Initiation and characterization of a cotton (Gossypium hirsutum L.) photoautotrophic cell suspension culture

Abstract

A heterotrophic cotton (Gossypium hirsutum L. cv. Stoneville 825) cell suspension culture was adapted to grow photoautotrophically. After two years in continuous photoautotrophic culture at 5% CO₂ (balance air), the maximum growth rate of the photoautotrophic cell line was a 400% fresh weight increase in eight days. The Chl concentration was approximately 500 μg per g fresh weight. Elevated CO₂ (1%–5%) was required for culture growth, while the ambient air of the culture room (600 to 700 ul CO₂ 1⁻¹) or darkness were lethal.
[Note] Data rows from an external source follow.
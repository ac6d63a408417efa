//! Filesystem blob store.
//!
//! Blobs live at `{data_dir}/{bucket_id}/{encoded_path}` where
//! `encoded_path` is the percent-encoded lowercased logical path.  Path
//! separators are encoded too, so every blob sits flat inside its bucket
//! directory and bucket deletion is a single tree removal.
//!
//! Full writes follow the temp-fsync-rename discipline: any failure
//! before the rename leaves no visible file, and readers of a concurrent
//! re-upload always see a complete previous version.  Partial writes
//! take a per-blob exclusive lock for their whole duration.

use std::collections::HashMap;
use std::path::PathBuf;
use std::sync::{Arc, Mutex};

use bytes::Bytes;
use futures::{Stream, StreamExt};
use percent_encoding::{utf8_percent_encode, AsciiSet, NON_ALPHANUMERIC};
use tokio::fs;
use tokio::io::{AsyncSeekExt, AsyncWriteExt, SeekFrom};
use tokio::sync::Mutex as AsyncMutex;

/// Everything except `[A-Za-z0-9]`, `.`, `_`, and `-` is percent-encoded,
/// including `/`, which keeps the bucket directory flat.
const BLOB_ENCODE_SET: &AsciiSet = &NON_ALPHANUMERIC
    .remove(b'.')
    .remove(b'_')
    .remove(b'-');

/// Marker error carried through `anyhow` when a write exceeds the
/// configured upload size; the HTTP layer downcasts it into a 413.
#[derive(Debug, thiserror::Error)]
#[error("request body exceeds the maximum upload size")]
pub struct PayloadTooLarge;

/// Result of a partial write.
#[derive(Debug, PartialEq, Eq)]
pub enum PatchOutcome {
    /// The patch was applied; the blob now has this length.
    Written { new_size: u64 },
    /// No blob exists at the target path.
    Missing,
    /// The requested offset lies beyond the current size.
    Unsatisfiable { size: u64 },
}

/// Stores blobs on the local filesystem.
pub struct BlobStore {
    /// Root directory for all buckets.
    root: PathBuf,
    /// Per-blob locks serializing partial writes.
    locks: Mutex<HashMap<String, Arc<AsyncMutex<()>>>>,
}

impl BlobStore {
    /// Create a new `BlobStore` rooted at `root`.
    ///
    /// The directory will be created if it does not exist.
    pub fn new(root: impl Into<PathBuf>) -> anyhow::Result<Self> {
        let root = root.into();
        std::fs::create_dir_all(&root)?;
        Ok(Self {
            root,
            locks: Mutex::new(HashMap::new()),
        })
    }

    /// Encode a logical path for use as an on-disk file name.
    pub fn encode_path(path: &str) -> String {
        utf8_percent_encode(&path.to_lowercase(), BLOB_ENCODE_SET).to_string()
    }

    /// Resolve `(bucket, path)` to the blob's absolute location.
    fn blob_path(&self, bucket_id: &str, path: &str) -> PathBuf {
        self.root.join(bucket_id).join(Self::encode_path(path))
    }

    /// Fetch (or create) the lock guarding one blob's partial writes.
    fn lock_for(&self, bucket_id: &str, path: &str) -> Arc<AsyncMutex<()>> {
        let key = format!("{}/{}", bucket_id, Self::encode_path(path));
        let mut locks = self.locks.lock().expect("mutex poisoned");
        locks.entry(key).or_default().clone()
    }

    /// Stream `body` into the blob at `(bucket_id, path)` atomically.
    ///
    /// The data is written to a uniquely-named temp file beside the
    /// target and renamed over it only after a successful fsync, so a
    /// failure mid-stream leaves no visible file.  Returns the final
    /// byte count.
    pub async fn store_atomic<S>(
        &self,
        bucket_id: &str,
        path: &str,
        mut body: S,
    ) -> anyhow::Result<u64>
    where
        S: Stream<Item = anyhow::Result<Bytes>> + Unpin,
    {
        let final_path = self.blob_path(bucket_id, path);
        if let Some(parent) = final_path.parent() {
            fs::create_dir_all(parent).await?;
        }

        let tmp_path = final_path.with_file_name(format!(
            "{}.tmp.{}",
            final_path
                .file_name()
                .map(|n| n.to_string_lossy().into_owned())
                .unwrap_or_default(),
            uuid::Uuid::new_v4()
        ));

        let result = async {
            let mut file = fs::OpenOptions::new()
                .write(true)
                .create_new(true)
                .open(&tmp_path)
                .await?;

            let mut written: u64 = 0;
            while let Some(chunk) = body.next().await {
                let chunk = chunk?;
                file.write_all(&chunk).await?;
                written += chunk.len() as u64;
            }

            file.sync_all().await?;
            drop(file);
            fs::rename(&tmp_path, &final_path).await?;
            Ok(written)
        }
        .await;

        if result.is_err() {
            let _ = fs::remove_file(&tmp_path).await;
        }
        result
    }

    /// Open a blob for shared reading. Returns the handle and its length,
    /// or `None` if no blob exists.
    pub async fn open_read(
        &self,
        bucket_id: &str,
        path: &str,
    ) -> anyhow::Result<Option<(fs::File, u64)>> {
        let blob_path = self.blob_path(bucket_id, path);
        match fs::File::open(&blob_path).await {
            Ok(file) => {
                let len = file.metadata().await?.len();
                Ok(Some((file, len)))
            }
            Err(e) if e.kind() == std::io::ErrorKind::NotFound => Ok(None),
            Err(e) => Err(e.into()),
        }
    }

    /// Overwrite a byte range of an existing blob, or append to it.
    ///
    /// The blob's lock is held for the whole patch, so no concurrent
    /// patch interleaves and no reader races a half-applied range
    /// through this store.  Non-append offsets must satisfy
    /// `offset <= current size`.
    pub async fn patch_file<S>(
        &self,
        bucket_id: &str,
        path: &str,
        mut body: S,
        offset: u64,
        append: bool,
    ) -> anyhow::Result<PatchOutcome>
    where
        S: Stream<Item = anyhow::Result<Bytes>> + Unpin,
    {
        let lock = self.lock_for(bucket_id, path);
        let _guard = lock.lock().await;

        let blob_path = self.blob_path(bucket_id, path);
        let mut file = match fs::OpenOptions::new()
            .read(true)
            .write(true)
            .open(&blob_path)
            .await
        {
            Ok(file) => file,
            Err(e) if e.kind() == std::io::ErrorKind::NotFound => {
                return Ok(PatchOutcome::Missing)
            }
            Err(e) => return Err(e.into()),
        };

        let size = file.metadata().await?.len();

        if append {
            file.seek(SeekFrom::End(0)).await?;
        } else {
            if offset > size {
                return Ok(PatchOutcome::Unsatisfiable { size });
            }
            file.seek(SeekFrom::Start(offset)).await?;
        }

        while let Some(chunk) = body.next().await {
            let chunk = chunk?;
            file.write_all(&chunk).await?;
        }
        file.sync_all().await?;

        let new_size = file.metadata().await?.len();
        Ok(PatchOutcome::Written { new_size })
    }

    /// Best-effort removal of one blob. Silent if already gone.
    pub async fn delete_blob(&self, bucket_id: &str, path: &str) -> anyhow::Result<()> {
        let blob_path = self.blob_path(bucket_id, path);
        match fs::remove_file(&blob_path).await {
            Ok(()) => Ok(()),
            Err(e) if e.kind() == std::io::ErrorKind::NotFound => Ok(()),
            Err(e) => Err(e.into()),
        }
    }

    /// Recursive removal of the whole bucket directory. Silent if absent.
    pub async fn delete_bucket_tree(&self, bucket_id: &str) -> anyhow::Result<()> {
        let dir = self.root.join(bucket_id);
        match fs::remove_dir_all(&dir).await {
            Ok(()) => Ok(()),
            Err(e) if e.kind() == std::io::ErrorKind::NotFound => Ok(()),
            Err(e) => Err(e.into()),
        }
    }
}

// -- Tests --------------------------------------------------------------------
//! Configuration loading and types for CarbonFiles.
//!
//! Configuration is read from a YAML file, deserialized into the
//! [`Config`] struct, and then overlaid with `CARBONFILES_`-prefixed
//! environment variables.  Each subsection governs a different part of
//! the system: networking, credentials, metadata persistence, blob
//! storage, and the cleanup sweeper.

use serde::Deserialize;
use std::path::Path;

/// Top-level configuration.
#[derive(Debug, Clone, Deserialize, Default)]
pub struct Config {
    /// HTTP server settings.
    #[serde(default)]
    pub server: ServerConfig,

    /// Credential settings.
    #[serde(default)]
    pub auth: AuthConfig,

    /// Metadata store settings.
    #[serde(default)]
    pub metadata: MetadataConfig,

    /// Blob storage settings.
    #[serde(default)]
    pub storage: StorageConfig,

    /// Expired-bucket sweeper settings.
    #[serde(default)]
    pub cleanup: CleanupConfig,

    /// Logging settings.
    #[serde(default)]
    pub logging: LoggingConfig,

    /// Observability settings (Prometheus metrics).
    #[serde(default)]
    pub observability: ObservabilityConfig,
}

/// HTTP listener configuration.
#[derive(Debug, Clone, Deserialize)]
pub struct ServerConfig {
    /// Bind host address.
    #[serde(default = "default_host")]
    pub host: String,

    /// Bind port.
    #[serde(default = "default_port")]
    pub port: u16,

    /// Maximum request body size in bytes. 0 means unlimited.
    #[serde(default)]
    pub max_upload_size: u64,

    /// CORS allowlist: `*` or a comma-separated list of origins.
    #[serde(default = "default_cors_origins")]
    pub cors_origins: String,
}

impl Default for ServerConfig {
    fn default() -> Self {
        Self {
            host: default_host(),
            port: default_port(),
            max_upload_size: 0,
            cors_origins: default_cors_origins(),
        }
    }
}

/// Credential configuration.
#[derive(Debug, Clone, Deserialize, Default)]
pub struct AuthConfig {
    /// Long-lived admin credential. Required and non-empty.
    #[serde(default)]
    pub admin_key: String,

    /// Signing secret for dashboard credentials. Falls back to `admin_key`.
    #[serde(default)]
    pub jwt_secret: String,
}

impl AuthConfig {
    /// The secret used to sign and verify dashboard credentials.
    pub fn signing_secret(&self) -> &str {
        if self.jwt_secret.is_empty() {
            &self.admin_key
        } else {
            &self.jwt_secret
        }
    }
}

/// Metadata store configuration.
#[derive(Debug, Clone, Deserialize)]
pub struct MetadataConfig {
    /// Path to the SQLite database file.
    #[serde(default = "default_db_path")]
    pub db_path: String,
}

impl Default for MetadataConfig {
    fn default() -> Self {
        Self {
            db_path: default_db_path(),
        }
    }
}

/// Blob storage configuration.
#[derive(Debug, Clone, Deserialize)]
pub struct StorageConfig {
    /// Root directory for stored blobs.
    #[serde(default = "default_data_dir")]
    pub data_dir: String,
}

impl Default for StorageConfig {
    fn default() -> Self {
        Self {
            data_dir: default_data_dir(),
        }
    }
}

/// Expired-bucket sweeper configuration.
#[derive(Debug, Clone, Deserialize)]
pub struct CleanupConfig {
    /// Minutes between sweeper passes.
    #[serde(default = "default_cleanup_interval")]
    pub interval_minutes: u64,
}

impl Default for CleanupConfig {
    fn default() -> Self {
        Self {
            interval_minutes: default_cleanup_interval(),
        }
    }
}

/// Logging configuration.
#[derive(Debug, Clone, Deserialize)]
pub struct LoggingConfig {
    /// Log level: trace, debug, info, warn, error.
    #[serde(default = "default_log_level")]
    pub level: String,
}

impl Default for LoggingConfig {
    fn default() -> Self {
        Self {
            level: default_log_level(),
        }
    }
}

/// Observability settings.
#[derive(Debug, Clone, Deserialize)]
pub struct ObservabilityConfig {
    /// Enable Prometheus metrics collection and the `/metrics` endpoint.
    #[serde(default = "default_true")]
    pub metrics: bool,
}

impl Default for ObservabilityConfig {
    fn default() -> Self {
        Self { metrics: true }
    }
}

// -- Defaults ----------------------------------------------------------------

fn default_true() -> bool {
    true
}

fn default_host() -> String {
    "0.0.0.0".to_string()
}

fn default_port() -> u16 {
    8675
}

fn default_cors_origins() -> String {
    "*".to_string()
}

fn default_db_path() -> String {
    "./data/carbonfiles.db".to_string()
}

fn default_data_dir() -> String {
    "./data/blobs".to_string()
}

fn default_cleanup_interval() -> u64 {
    60
}

fn default_log_level() -> String {
    "info".to_string()
}

// -- Loader ------------------------------------------------------------------

/// Load configuration from a YAML file at `path`, apply environment
/// overrides, and validate it.
///
/// A missing file is not an error: the defaults plus environment variables
/// must still produce a valid configuration (`CARBONFILES_ADMIN_KEY` alone
/// is enough to run).
pub fn load_config<P: AsRef<Path>>(path: P) -> anyhow::Result<Config> {
    let mut config: Config = match std::fs::read_to_string(path.as_ref()) {
        Ok(contents) => serde_yaml::from_str(&contents)?,
        Err(e) if e.kind() == std::io::ErrorKind::NotFound => Config::default(),
        Err(e) => return Err(e.into()),
    };

    apply_env_overrides(&mut config);

    if config.auth.admin_key.trim().is_empty() {
        anyhow::bail!(
            "auth.admin_key is required (set it in the config file or via CARBONFILES_ADMIN_KEY)"
        );
    }

    Ok(config)
}

/// Overlay `CARBONFILES_*` environment variables onto a parsed config.
fn apply_env_overrides(config: &mut Config) {
    if let Ok(v) = std::env::var("CARBONFILES_HOST") {
        config.server.host = v;
    }
    if let Ok(v) = std::env::var("CARBONFILES_PORT") {
        if let Ok(port) = v.parse() {
            config.server.port = port;
        }
    }
    if let Ok(v) = std::env::var("CARBONFILES_ADMIN_KEY") {
        config.auth.admin_key = v;
    }
    if let Ok(v) = std::env::var("CARBONFILES_JWT_SECRET") {
        config.auth.jwt_secret = v;
    }
    if let Ok(v) = std::env::var("CARBONFILES_DB_PATH") {
        config.metadata.db_path = v;
    }
    if let Ok(v) = std::env::var("CARBONFILES_DATA_DIR") {
        config.storage.data_dir = v;
    }
    if let Ok(v) = std::env::var("CARBONFILES_MAX_UPLOAD_SIZE") {
        if let Ok(size) = v.parse() {
            config.server.max_upload_size = size;
        }
    }
    if let Ok(v) = std::env::var("CARBONFILES_CLEANUP_INTERVAL_MINUTES") {
        if let Ok(minutes) = v.parse() {
            config.cleanup.interval_minutes = minutes;
        }
    }
    if let Ok(v) = std::env::var("CARBONFILES_CORS_ORIGINS") {
        config.server.cors_origins = v;
    }
}

// -- Tests -------------------------------------------------------------------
The cell line had no net photosynthesis at 350 ul 1⁻¹ CO₂, 2% O₂, and dark respiration ranged from 29 to 44 μmol CO₂ mg⁻¹ Chl h⁻¹. Photosynthesis was inhibited by O₂. The approximate 1:1 ratio of ribulose 1,5-bisphosphate carboxylase (RuBPcase) to phosphoenolpyruvate carboxylase (PEPcase) (normally about 6:1 in mature leaves of C₃ plants) was due to low RuBPcase activity relative to that of C₃ leaves, not to high PEPcase activity. The PEPcase activity per unit Chl in the cell line was identical to that of spinach leaves, while the RuBPcase activity was only 15% of the spinach leaf RuBPcase activity. RuBPcase activity in the photoautotrophic cells was not limited by a lack of activation in vivo, since the enzyme in a rapidly prepared cell extract was 73% activated. No evidence of enzyme inactivation by secondary compounds in the cells was found as can be found with cotton leaves. Low RuBPcase activity and high respiration rates are most likely important factors in the low photosynthetic efficiency of the cells at ambient CO₂.